» **To do**
Write the data out again exactly and in full.
Segment Open
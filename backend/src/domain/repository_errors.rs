//! Mapping from store port errors to domain errors, shared by services.

use crate::domain::Error;
use crate::domain::ports::{
    AccountRepositoryError, PurchaseIntentRepositoryError, SessionRepositoryError,
};

pub(crate) fn map_account_error(error: AccountRepositoryError) -> Error {
    match error {
        AccountRepositoryError::Connection { message } => {
            Error::service_unavailable(format!("account repository unavailable: {message}"))
        }
        AccountRepositoryError::Query { message } => {
            Error::internal(format!("account repository error: {message}"))
        }
        AccountRepositoryError::NotFound { identity } => {
            Error::account_not_found(format!("no account for identity {identity}"))
        }
        AccountRepositoryError::InsufficientBalance { .. } => {
            Error::insufficient_balance("token balance too low")
        }
    }
}

pub(crate) fn map_session_error(error: SessionRepositoryError) -> Error {
    match error {
        SessionRepositoryError::Connection { message } => {
            Error::service_unavailable(format!("session repository unavailable: {message}"))
        }
        SessionRepositoryError::Query { message } => {
            Error::internal(format!("session repository error: {message}"))
        }
    }
}

pub(crate) fn map_intent_error(error: PurchaseIntentRepositoryError) -> Error {
    match error {
        PurchaseIntentRepositoryError::Connection { message } => {
            Error::service_unavailable(format!("purchase intent repository unavailable: {message}"))
        }
        PurchaseIntentRepositoryError::Query { message } => {
            Error::internal(format!("purchase intent repository error: {message}"))
        }
        PurchaseIntentRepositoryError::DuplicateIntent { intent_id } => {
            Error::internal(format!("payment provider reused intent id {intent_id}"))
        }
        PurchaseIntentRepositoryError::UnknownIntent { intent_id } => {
            Error::unknown_intent(format!("no purchase intent {intent_id}"))
        }
        PurchaseIntentRepositoryError::AccountNotFound { identity } => {
            Error::account_not_found(format!("no account for identity {identity}"))
        }
    }
}
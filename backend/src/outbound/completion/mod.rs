//! OpenAI-compatible chat completion adapter.

mod dto;
mod http_completion_provider;

pub use http_completion_provider::{
    DEFAULT_CHAT_COMPLETIONS_URL, DEFAULT_COMPLETION_MODEL, HttpCompletionProvider,
};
Segment Closed
» **Exercise answer**
filename backend/src/domain/repository_errors.rs
//! Mapping from store port errors to domain errors, shared by services.

use crate::domain::Error;
use crate::domain::ports::{
    AccountRepositoryError, PurchaseIntentRepositoryError, SessionRepositoryError,
};

pub(crate) fn map_account_error(error: AccountRepositoryError) -> Error {
    match error {
        AccountRepositoryError::Connection { message } => {
            Error::service_unavailable(format!("account repository unavailable: {message}"))
        }
        AccountRepositoryError::Query { message } => {
            Error::internal(format!("account repository error: {message}"))
        }
        AccountRepositoryError::NotFound { identity } => {
            Error::account_not_found(format!("no account for identity {identity}"))
        }
        AccountRepositoryError::InsufficientBalance { .. } => {
            Error::insufficient_balance("token balance too low")
        }
    }
}

pub(crate) fn map_session_error(error: SessionRepositoryError) -> Error {
    match error {
        SessionRepositoryError::Connection { message } => {
            Error::service_unavailable(format!("session repository unavailable: {message}"))
        }
        SessionRepositoryError::Query { message } => {
            Error::internal(format!("session repository error: {message}"))
        }
    }
}

pub(crate) fn map_intent_error(error: PurchaseIntentRepositoryError) -> Error {
    match error {
        PurchaseIntentRepositoryError::Connection { message } => {
            Error::service_unavailable(format!("purchase intent repository unavailable: {message}"))
        }
        PurchaseIntentRepositoryError::Query { message } => {
            Error::internal(format!("purchase intent repository error: {message}"))
        }
        PurchaseIntentRepositoryError::DuplicateIntent { intent_id } => {
            Error::internal(format!("payment provider reused intent id {intent_id}"))
        }
        PurchaseIntentRepositoryError::UnknownIntent { intent_id } => {
            Error::unknown_intent(format!("no purchase intent {intent_id}"))
        }
        PurchaseIntentRepositoryError::AccountNotFound { identity } => {
            Error::account_not_found(format!("no account for identity {identity}"))
        }
    }
}
filename backend/src/outbound/completion/mod.rs
//! OpenAI-compatible chat completion adapter.

mod dto;
mod http_completion_provider;

pub use http_completion_provider::{
    DEFAULT_CHAT_COMPLETIONS_URL, DEFAULT_COMPLETION_MODEL, HttpCompletionProvider,
};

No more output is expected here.